In the spring of 1999, Napolean Cardenas went on trial. He was identified by Lee as well as the police officer, who said Cardenas was wounded in the hand when his gun discharged. Cardenas contended that he was not involved in the robbery and that he was at the hospital that night because he had accidentally shot himself with a .380-caliber handgun.
In fact, Cardenas’s girlfriend still had the bullet and bullet fragments still remained in Cardenas’s hand. Neither the prosecution nor the police investigated the claim.
Napolean Cardenas was convicted and sentenced to 15 to 30 years in prison for first degree robbery and second degree assault.
In 2002, Napolean Cardenas wrote a letter to the Legal Aid Society asking for help. A Legal Aid attorney located the bullet and an analysis showed that it was aluminum while the police department ammunition issued at the time of the robbery was copper-jacketed.

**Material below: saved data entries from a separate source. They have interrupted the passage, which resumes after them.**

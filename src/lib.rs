//! projectionkit - exactly-once projections
//!
//! Tracks an opaque version token per `(handler, resource)` and swaps it with
//! optimistic concurrency in the same unit of work as the projection's own
//! writes, so redelivered or raced events are applied at most once.

pub mod config;
pub mod handler;
pub mod storage;
pub mod utils;
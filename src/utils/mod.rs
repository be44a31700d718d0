//! Shared helpers for binaries.

pub mod bootstrap;
//! Bootstrap utilities for projectionkit binaries.

use tracing_subscriber::{layer::SubscriberExt, util::SubscriberInitExt};

use crate::config::LOG_ENV_VAR;

/// Initialize tracing with PROJECTIONKIT_LOG environment variable.
///
/// Defaults to "info" level if PROJECTIONKIT_LOG is not set.
pub fn init_tracing() {
    tracing_subscriber::registry()
        .with(
            tracing_subscriber::EnvFilter::try_from_env(LOG_ENV_VAR)
                .unwrap_or_else(|_| tracing_subscriber::EnvFilter::new("info")),
        )
        .with(tracing_subscriber::fmt::layer())
        .init();
}
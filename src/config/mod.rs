//! Application configuration.
//!
//! Loaded from YAML files and `PROJECTIONKIT__*` environment variables.

mod storage;

pub use storage::{DynamoConfig, PostgresConfig, SqliteConfig, StorageConfig, StorageType};

use serde::Deserialize;

/// Default configuration file name.
pub const DEFAULT_CONFIG_FILE: &str = "projectionkit.yaml";
/// Environment variable for configuration file path.
pub const CONFIG_ENV_VAR: &str = "PROJECTIONKIT_CONFIG";
/// Prefix for configuration environment variables.
pub const CONFIG_ENV_PREFIX: &str = "PROJECTIONKIT";
/// Environment variable for logging configuration.
pub const LOG_ENV_VAR: &str = "PROJECTIONKIT_LOG";

/// Main application configuration.
#[derive(Debug, Clone, Default, Deserialize)]
#[serde(default)]
pub struct Config {
    /// Version store backend.
    pub storage: StorageConfig,
}

impl Config {
    /// Load configuration from file and environment.
    ///
    /// Configuration sources (in order of priority, later overrides earlier):
    /// 1. `projectionkit.yaml` in current directory (if exists)
    /// 2. File specified by `path` argument (if provided)
    /// 3. File specified by `CONFIG_ENV_VAR` environment variable (if set)
    /// 4. Environment variables with `CONFIG_ENV_PREFIX` prefix
    pub fn load(path: Option<&str>) -> Result<Self, Box<dyn std::error::Error>> {
        use ::config::{Config as ConfigLib, Environment, File, FileFormat};

        let mut builder = ConfigLib::builder()
            .add_source(File::new(DEFAULT_CONFIG_FILE, FileFormat::Yaml).required(false));

        if let Some(config_path) = path {
            builder = builder.add_source(File::new(config_path, FileFormat::Yaml).required(true));
        }

        if let Ok(config_path) = std::env::var(CONFIG_ENV_VAR) {
            builder = builder.add_source(File::new(&config_path, FileFormat::Yaml).required(true));
        }

        let config = builder
            .add_source(
                Environment::with_prefix(CONFIG_ENV_PREFIX)
                    .prefix_separator("__")
                    .separator("__")
                    .try_parsing(true),
            )
            .build()?;

        let config: Config = config.try_deserialize()?;
        Ok(config)
    }
}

March 2002, x-rays taken of Napolean Cardenas’s hand showed fragments in his thumb, middle and index fingers. In September, 2005, surgery was performed on his hand to remove the fragments. An analysis of the fragments showed they were lead. Defense attorneys said that this suggested the bullet that hit Cardenas’s hand was a hollow-point bullet. New York police bullets were not hollow-points.
The state opposed a motion for new trial and the case stalled until 2006 when, acting on leads provided by the defense, the prosecution located inmates serving prison terms on unrelated convictions who said that neither of the Cardenas brothers were involved in the robbery.
The Cardenas brothers took and passed polygraph tests. In January, 2007, the charges were dismissed and they were released from prison. The brothers later settled a federal wrongful conviction lawsuit with Carlos receiving $400,000 and Napolean receiving $800.000.